But these ideas aren't popular with the folks who want more control over every aspect of our lives. Neither is tort reform, but that's because trial lawyers donate so heavily to their campaigns.
Say what? So the big businesses and insurance interests who push tort reform are better, so you have no rights to recovery when their faulty product maims you? Or a doctor repeatedly commits malpractice (because most doctors are good and don't, but the bad ones tend to repeat and rarely face discipline because of an unwilingness to admit liability) You realize that corporate and insurance put more money in the lobby pot, right? On boths sides (though the GOP is generally the bigger beneficiary, most prominent Dems don't do it without big nusiness money). And that states that have enacted such reforms have not seen insurance rates, medical costs, etc. decline.
A good interview on it:
http://prescriptions.blogs.nytimes.com/2009/08/31/ would-tort-reform-lower-health-care-costs/
Generally denying access to a forum of justice, which is what tort "reform" is about, is not a good idea. Especially when that area isn't a significant cost driver.
The medical reform question is a tough one that has needed review for decades. There are no easy answers. Starting a huge bureacracy without addressing systemic problems is ludicrous. But it isn't easy- health care isn't like other economic purchases where you can shop around. When you need it, you generally need it soon and the consumers are generally lacking in knowledge to make meaningful comparisons and relying on expert opinions.
Some ideas seem very reasonable such as not allowing insurers to deny coverage based on pre-existing conditions, allowing transferability in employer plans, and allowing greater cross state shopping.

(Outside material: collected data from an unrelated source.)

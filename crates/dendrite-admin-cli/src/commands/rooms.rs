//! Room-scoped admin operations.

use crate::cli::{PurgeRoomArgs, RoomArgs};
use crate::client::{AppContext, CliResult, confirm, ensure_room_id};
use crate::output::{render_evacuation, render_value};

pub(crate) async fn handle_evacuate_room(ctx: &AppContext, args: &RoomArgs) -> CliResult<()> {
    ensure_room_id(&args.room_id)?;
    if !confirm(
        &format!("Kick every local user out of {}?", args.room_id),
        ctx.assume_yes,
    )? {
        println!("aborted");
        return Ok(());
    }
    let report = ctx.admin.evacuate_room(&args.room_id).await?;
    render_evacuation(&report, ctx.output)
}

pub(crate) async fn handle_purge_room(ctx: &AppContext, args: &PurgeRoomArgs) -> CliResult<()> {
    ensure_room_id(&args.room_id)?;
    if !args.i_have_evacuated
        && !confirm(
            &format!(
                "Purging does not kick local users out of {}. Have you evacuated it first?",
                args.room_id
            ),
            ctx.assume_yes,
        )?
    {
        println!("aborted");
        return Ok(());
    }
    if !args.i_am_sure
        && !confirm(
            &format!(
                "Purging {} removes it from the database permanently. Continue?",
                args.room_id
            ),
            ctx.assume_yes,
        )?
    {
        println!("aborted");
        return Ok(());
    }

    ctx.admin.purge_room(&args.room_id).await?.map_or_else(
        || {
            println!("{} purged", args.room_id);
            Ok(())
        },
        |outcome| render_value(&outcome, ctx.output),
    )
}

But those are much more limited and don't address problems in the overall model (such as how emergency coverage and its interaction with the un and underinsured, billing, etc.).
If the idea is to increase non emergency coverage, I don't understand why they don't establish publicly funded grants at medical schools to serve indigent and low income populations. Or just lift the income ceilings on Medicare and Medicaid. But, while we are at it, how about we take a look at problems in those systems- many of which cropped up in the last round of "fixes". And the amount of money poured out as waste to "sweeten" bills for votes.
There was a piece on reason.tv a while back about this. I don't remember the link.